FIGURE 3  Schematic diagram representing the typical spread of neurodegeneration following an initial onset in motor neurons in ALS patients (n = 76 patients) (Brettschneider et al., 2013). Shading represents TDP-43 pathology. There is evidence to support the prion-like model in ALS. The spread of neurodegeneration through adjacent anatomical regions of the CNS resembles the orderly spread of protein misfolding in prion disease. The in vitro cell-to-cell transmission of misfolded SOD1, TDP-43 and C9orf72 di-peptide repeat proteins has been demonstrated (Grad et al., 2011, 2014; Münch et al., 2011; Nonaka et al., 2013; Feiler et al., 2015; Porta et al., 2018). Similarly, the addition of cerebrospinal fluid from ALS/FTD patients (Ding et al., 2015), detergent-insoluble fractions of ALS-disease brains (Nonaka et al., 2013) or insoluble phosphorylated TDP-43 from post-mortem brain and spinal cord tissue (Smethurst et al., 2016), results in misfolding of TDP-43 when added to human cell lines. However, so far, only misfolded SOD1 and TDP-43 transmissibility has been demonstrated in vivo (Ayers et al., 2014, 2016; Porta et al., 2018). A recent study demonstrated that injection of brain-derived extracts from FTD patients into mice promoted the spatio-temporal transmission of TDP-43 pathology via the neuroanatomical connectome, suggesting that TDP-43 travels via axonal transport through connected regions of the CNS (Porta et al., 2018). Similarly, axonal transport is implicated in the spread of mutant SOD1 in mice (Ayers et al., 2016). Overexpression of misfolded TDP-43 or SOD1 facilitated the seeding ability of each inoculum, consistent with results obtained in vitro (Nonaka et al., 2013; Feiler et al., 2015; Smethurst et al., 2016).

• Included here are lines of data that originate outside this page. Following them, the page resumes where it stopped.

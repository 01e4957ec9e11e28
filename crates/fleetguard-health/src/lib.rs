//! fleetguard-health — health checking for messaging-cluster nodes.
//!
//! Runs pluggable probes against brokers and coordination-service
//! members, keeps a bounded status history per node, and drives the
//! polling cadence of the whole control loop.
//!
//! # Architecture
//!
//! ```text
//! MonitoringLoop (one background task, fixed interval)
//!   ├── HealthCheckDispatcher
//!   │   ├── bounded worker pool (≤ 10 nodes in flight)
//!   │   └── per node: check methods in order, retries + linear backoff
//!   ├── StatusTracker (ring buffer per node → StatusDiff)
//!   └── TransitionHandler(s) (failure / recovery signals)
//! ```
//!
//! A probe that cannot complete is retried and then downgraded to an
//! unhealthy [`NodeStatus`](fleetguard_types::NodeStatus); a check task
//! that panics becomes an unhealthy status with `method_used = "error"`.
//! Nothing a single node does can abort a tick.

pub mod dispatcher;
pub mod monitor;
pub mod strategy;
pub mod tracker;

pub use dispatcher::{DispatcherConfig, HealthCheckDispatcher, MAX_WORKERS};
pub use monitor::{MonitorConfig, MonitorHandle, MonitoringLoop, TransitionHandler};
pub use strategy::{CheckStrategy, ProbeError};
pub use tracker::{StatusDiff, StatusTracker, DEFAULT_HISTORY_SIZE};
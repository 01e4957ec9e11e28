//! fleetd — the fleetguard daemon.
//!
//! Polls the configured brokers and coordination-service nodes, and
//! runs remediation for the ones that fail.
//!
//! # Usage
//!
//! ```text
//! fleetd run --config /etc/fleetguard/fleetd.toml
//! fleetd check --config fleetd.toml
//! fleetd validate --config fleetd.toml
//! ```

use std::path::PathBuf;
use std::time::Duration;

use clap::{Parser, Subcommand, ValueEnum};
use tracing::{info, warn};

use fleetd::config::FleetConfig;
use fleetd::Daemon;

/// How long shutdown waits for an in-flight tick before aborting it.
const SHUTDOWN_JOIN_TIMEOUT: Duration = Duration::from_secs(10);

#[derive(Parser)]
#[command(name = "fleetd", about = "fleetguard cluster health monitor and recovery daemon")]
struct Cli {
    /// Log output format.
    #[arg(long, value_enum, default_value = "text", global = true)]
    log_format: LogFormat,

    #[command(subcommand)]
    command: Command,
}

#[derive(Clone, Copy, ValueEnum)]
enum LogFormat {
    Text,
    Json,
}

#[derive(Subcommand)]
enum Command {
    /// Monitor the cluster and recover failed nodes until interrupted.
    Run {
        /// Path to fleetd.toml.
        #[arg(long, short)]
        config: PathBuf,
    },
    /// Check every node once, print statuses as JSON, and exit.
    Check {
        #[arg(long, short)]
        config: PathBuf,
    },
    /// Load and validate a config file.
    Validate {
        #[arg(long, short)]
        config: PathBuf,
    },
}

fn init_tracing(format: LogFormat) {
    let filter = tracing_subscriber::EnvFilter::try_from_default_env()
        .unwrap_or_else(|_| tracing_subscriber::EnvFilter::new("info,fleetd=debug,fleetguard=debug"));
    let builder = tracing_subscriber::fmt().with_env_filter(filter);
    match format {
        LogFormat::Text => builder.init(),
        LogFormat::Json => builder.json().init(),
    }
}

#[tokio::main]
async fn main() -> anyhow::Result<()> {
    let cli = Cli::parse();
    init_tracing(cli.log_format);

    match cli.command {
        Command::Run { config } => run(FleetConfig::from_file(&config)?).await,
        Command::Check { config } => check(FleetConfig::from_file(&config)?).await,
        Command::Validate { config } => {
            let loaded = FleetConfig::from_file(&config)?;
            println!(
                "{}: ok ({} nodes, {} actions)",
                config.display(),
                loaded.nodes.len(),
                loaded.actions.len()
            );
            Ok(())
        }
    }
}

async fn run(config: FleetConfig) -> anyhow::Result<()> {
    info!(
        nodes = config.nodes.len(),
        actions = config.actions.len(),
        "fleetd starting"
    );

    let daemon = Daemon::build(&config)?;
    let coordinator = daemon.coordinator.clone();
    let handle = daemon.monitor.spawn();

    tokio::signal::ctrl_c().await?;
    info!("shutdown signal received");

    if !handle.stop(SHUTDOWN_JOIN_TIMEOUT).await {
        warn!("monitoring loop was aborted during shutdown");
    }

    let stats = coordinator.stats().await;
    info!(
        failures = stats.total_failures,
        recoveries = stats.total_recoveries,
        escalations = stats.total_escalations,
        "fleetd stopped"
    );
    Ok(())
}

async fn check(config: FleetConfig) -> anyhow::Result<()> {
    let monitor = fleetd::build_probe_only(&config)?;
    let mut statuses = monitor.check_all_nodes_once().await;
    statuses.sort_by(|a, b| a.node_id.cmp(&b.node_id));
    println!("{}", serde_json::to_string_pretty(&statuses)?);
    Ok(())
}
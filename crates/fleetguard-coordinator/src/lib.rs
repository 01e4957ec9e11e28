//! fleetguard-coordinator — turns health transitions into remediation.
//!
//! The [`Coordinator`] sits between the monitoring loop and the recovery
//! engine. Per node it walks
//!
//! ```text
//! Idle → FailureDetected → Recovering → Cooldown (short | extended) → Idle
//! ```
//!
//! classifying failures, suppressing nodes in cooldown or beyond the
//! concurrent-recovery ceiling, keeping bounded failure/recovery event
//! logs, and fanning outcomes out to registered [`Notifier`]s.
//!
//! Recovery runs inline in the failure path of the tick that observed
//! it, behind the [`RecoveryExecutor`] seam.

pub mod classifier;
pub mod coordinator;
pub mod executor;
pub mod notify;

pub use classifier::{FailureClassifier, SLOW_RESPONSE_THRESHOLD};
pub use coordinator::{
    Coordinator, CoordinatorConfig, CoordinatorStats, FailureDisposition, NodePhase, SuppressReason,
};
pub use executor::RecoveryExecutor;
pub use notify::Notifier;
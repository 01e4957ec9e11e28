//! fleetd — assembles the fleetguard control loop from a config file.
//!
//! ```text
//! FleetConfig ─┬─ HealthCheckDispatcher (tcp probe)
//!              ├─ RecoveryEngine (shell-command actions)
//!              ├─ Coordinator (+ LogNotifier)
//!              └─ MonitoringLoop ──TransitionHandler──▶ Coordinator
//! ```

pub mod actions;
pub mod config;
pub mod notify;
pub mod probes;

use std::sync::Arc;

use fleetguard_coordinator::Coordinator;
use fleetguard_health::{HealthCheckDispatcher, MonitoringLoop};
use fleetguard_recovery::RecoveryEngine;

use crate::actions::CommandAction;
use crate::config::FleetConfig;
use crate::notify::LogNotifier;
use crate::probes::{TcpProbe, TCP_METHOD};

/// The wired control loop.
pub struct Daemon {
    pub monitor: Arc<MonitoringLoop>,
    pub coordinator: Arc<Coordinator>,
}

/// Dispatcher with every built-in strategy registered.
pub fn build_dispatcher(config: &FleetConfig) -> HealthCheckDispatcher {
    HealthCheckDispatcher::new(config.monitor.dispatcher_config()).with_strategy(TCP_METHOD, Arc::new(TcpProbe))
}

/// Engine with one [`CommandAction`] per configured action.
pub fn build_engine(config: &FleetConfig) -> anyhow::Result<RecoveryEngine> {
    let mut engine = RecoveryEngine::new().with_history_size(config.recovery.history_size);
    for settings in &config.actions {
        engine.register_action(&settings.name, Arc::new(CommandAction::from_settings(settings)))?;
    }
    Ok(engine)
}

impl Daemon {
    /// Wire the dispatcher, engine, coordinator and loop from `config`.
    pub fn build(config: &FleetConfig) -> anyhow::Result<Self> {
        let engine = build_engine(config)?;
        let coordinator = Arc::new(
            Coordinator::new(Arc::new(engine), config.recovery.coordinator_config())
                .with_notifier(Arc::new(LogNotifier)),
        );
        let monitor = MonitoringLoop::new(
            config.nodes.clone(),
            build_dispatcher(config),
            config.monitor.monitor_config(),
        )?
        .with_handler(coordinator.clone());

        Ok(Self {
            monitor: Arc::new(monitor),
            coordinator,
        })
    }
}

/// A monitoring loop with no transition handlers, for one-shot checks.
pub fn build_probe_only(config: &FleetConfig) -> anyhow::Result<MonitoringLoop> {
    Ok(MonitoringLoop::new(
        config.nodes.clone(),
        build_dispatcher(config),
        config.monitor.monitor_config(),
    )?)
}
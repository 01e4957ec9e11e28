//! The seam between the coordinator and whatever runs recovery attempts.

use async_trait::async_trait;

use fleetguard_recovery::{RecoveryEngine, RecoveryOutcome};
use fleetguard_types::{FailureCategory, NodeConfig, RecoveryResult};

/// Runs recovery attempts on the coordinator's behalf.
///
/// [`RecoveryEngine`] implements this by executing inline, so a call
/// returns only after the attempt (and its backoff) completes.
#[async_trait]
pub trait RecoveryExecutor: Send + Sync {
    async fn execute(&self, node: &NodeConfig, category: FailureCategory) -> RecoveryOutcome;

    async fn last_result(&self, node_id: &str) -> Option<RecoveryResult>;

    async fn cancel(&self, node_id: &str) -> bool;
}

#[async_trait]
impl RecoveryExecutor for RecoveryEngine {
    async fn execute(&self, node: &NodeConfig, category: FailureCategory) -> RecoveryOutcome {
        self.execute_recovery(node, category).await
    }

    async fn last_result(&self, node_id: &str) -> Option<RecoveryResult> {
        RecoveryEngine::last_result(self, node_id).await
    }

    async fn cancel(&self, node_id: &str) -> bool {
        self.cancel_recovery(node_id).await
    }
}
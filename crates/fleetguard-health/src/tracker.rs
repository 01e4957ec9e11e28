//! Status history and before/after diffing.

use std::collections::{HashMap, VecDeque};

use serde::Serialize;

use fleetguard_types::NodeStatus;

/// Statuses retained per node unless configured otherwise.
pub const DEFAULT_HISTORY_SIZE: usize = 100;

/// What changed between a node's previous and current observation.
#[derive(Debug, Clone, Default, PartialEq, Serialize)]
pub struct StatusDiff {
    /// Health or error text differs, or this is the first observation.
    pub changed: bool,
    pub health_flipped: bool,
    pub became_healthy: bool,
    pub became_unhealthy: bool,
    pub error_appeared: bool,
    pub error_cleared: bool,
    /// `current.latency - previous.latency` in seconds; 0 on first observation.
    pub latency_delta_secs: f64,
}

impl StatusDiff {
    /// Diff two observations of the same node.
    pub fn between(previous: Option<&NodeStatus>, current: &NodeStatus) -> Self {
        let Some(previous) = previous else {
            return Self {
                changed: true,
                ..Self::default()
            };
        };

        let health_flipped = previous.is_healthy != current.is_healthy;
        let error_appeared = previous.error_message.is_none() && current.error_message.is_some();
        let error_cleared = previous.error_message.is_some() && current.error_message.is_none();

        Self {
            changed: health_flipped || previous.error_message != current.error_message,
            health_flipped,
            became_healthy: health_flipped && current.is_healthy,
            became_unhealthy: health_flipped && !current.is_healthy,
            error_appeared,
            error_cleared,
            latency_delta_secs: current.latency.as_secs_f64() - previous.latency.as_secs_f64(),
        }
    }
}

/// Bounded per-node status history.
#[derive(Debug)]
pub struct StatusTracker {
    histories: HashMap<String, VecDeque<NodeStatus>>,
    capacity: usize,
}

impl Default for StatusTracker {
    fn default() -> Self {
        Self::new(DEFAULT_HISTORY_SIZE)
    }
}

impl StatusTracker {
    /// Create a tracker keeping at most `capacity` statuses per node.
    pub fn new(capacity: usize) -> Self {
        Self {
            histories: HashMap::new(),
            capacity: capacity.max(1),
        }
    }

    /// Append a status, evicting the oldest on overflow, and return the
    /// diff against the node's previous status.
    pub fn update(&mut self, status: NodeStatus) -> StatusDiff {
        let history = self.histories.entry(status.node_id.clone()).or_default();
        let diff = StatusDiff::between(history.back(), &status);

        if history.len() == self.capacity {
            history.pop_front();
        }
        history.push_back(status);
        diff
    }

    /// Most recent status for a node.
    pub fn latest(&self, node_id: &str) -> Option<&NodeStatus> {
        self.histories.get(node_id).and_then(VecDeque::back)
    }

    /// The most recent `limit` statuses, oldest first.
    pub fn history(&self, node_id: &str, limit: usize) -> Vec<NodeStatus> {
        self.histories
            .get(node_id)
            .map(|h| h.iter().skip(h.len().saturating_sub(limit)).cloned().collect())
            .unwrap_or_default()
    }

    /// Node ids with at least one observation.
    pub fn nodes(&self) -> Vec<String> {
        self.histories.keys().cloned().collect()
    }

    /// Number of statuses retained for a node.
    pub fn len(&self, node_id: &str) -> usize {
        self.histories.get(node_id).map_or(0, VecDeque::len)
    }
}

#[cfg(test)]
mod tests {
    use super::*;
    use std::time::Duration;

    fn up(ms: u64) -> NodeStatus {
        NodeStatus::healthy("kafka-1", "tcp", Duration::from_millis(ms))
    }

    fn down(error: &str) -> NodeStatus {
        NodeStatus::unhealthy("kafka-1", "failed", Duration::from_millis(100), error)
    }

    #[test]
    fn first_observation_is_changed_without_flip() {
        let mut tracker = StatusTracker::default();
        let diff = tracker.update(down("Connection refused"));
        assert!(diff.changed);
        assert!(!diff.health_flipped);
        assert!(!diff.became_unhealthy);
        assert!(!diff.error_appeared);
        assert_eq!(diff.latency_delta_secs, 0.0);
    }

    #[test]
    fn identical_update_is_unchanged() {
        let mut tracker = StatusTracker::default();
        tracker.update(up(10));
        let diff = tracker.update(up(10));
        assert!(!diff.changed);
        assert_eq!(diff, StatusDiff::default());

        tracker.update(down("Connection refused"));
        assert!(!tracker.update(down("Connection refused")).changed);
    }

    #[test]
    fn going_down_sets_flip_and_error_flags() {
        let mut tracker = StatusTracker::default();
        tracker.update(up(10));
        let diff = tracker.update(down("Connection refused"));
        assert!(diff.changed);
        assert!(diff.health_flipped);
        assert!(diff.became_unhealthy);
        assert!(!diff.became_healthy);
        assert!(diff.error_appeared);
        assert!(!diff.error_cleared);
    }

    #[test]
    fn coming_back_clears_error() {
        let mut tracker = StatusTracker::default();
        tracker.update(down("Connection refused"));
        let diff = tracker.update(up(10));
        assert!(diff.became_healthy);
        assert!(diff.error_cleared);
        assert!(!diff.error_appeared);
    }

    #[test]
    fn different_error_text_is_a_change() {
        let mut tracker = StatusTracker::default();
        tracker.update(down("Connection refused"));
        let diff = tracker.update(down("health check timed out after 10s"));
        assert!(diff.changed);
        assert!(!diff.health_flipped);
    }

    #[test]
    fn latency_delta_is_signed() {
        let mut tracker = StatusTracker::default();
        tracker.update(up(500));
        let diff = tracker.update(up(200));
        assert!((diff.latency_delta_secs + 0.3).abs() < 1e-9);
        assert!(!diff.changed);
    }

    #[test]
    fn ring_buffer_evicts_oldest() {
        let mut tracker = StatusTracker::new(3);
        for ms in 1..=5 {
            tracker.update(up(ms));
        }
        assert_eq!(tracker.len("kafka-1"), 3);

        let latencies: Vec<_> = tracker
            .history("kafka-1", 10)
            .iter()
            .map(|s| s.latency.as_millis())
            .collect();
        assert_eq!(latencies, vec![3, 4, 5]);
        assert_eq!(tracker.latest("kafka-1").unwrap().latency, Duration::from_millis(5));
    }

    #[test]
    fn history_limit_returns_most_recent() {
        let mut tracker = StatusTracker::default();
        for ms in 1..=4 {
            tracker.update(up(ms));
        }
        let recent: Vec<_> = tracker.history("kafka-1", 2).iter().map(|s| s.latency.as_millis()).collect();
        assert_eq!(recent, vec![3, 4]);
        assert!(tracker.history("unknown", 5).is_empty());
        assert!(tracker.latest("unknown").is_none());
    }
}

Whilst these animal studies demonstrate that ALS spreads within MNs that are connected synaptically, a small portion of patients do not display this contiguous spreading of pathology, however. This implies the existence of alternative mechanisms of disease progression (Fujimura-Kiyono et al., 2011; Gargiulo-Monachelli et al., 2012), such as the transfer of misfolded proteins in nanotubules or exosomes (Nonaka et al., 2013; Sundaramoorthy et al., 2013; Grad et al., 2014; Ding et al., 2015; Feiler et al., 2015; Westergard et al., 2016). Interestingly, it has been suggested that the vulnerability of specific MN populations is associated with the spread of neurodegeneration in ALS (Fu et al., 2018).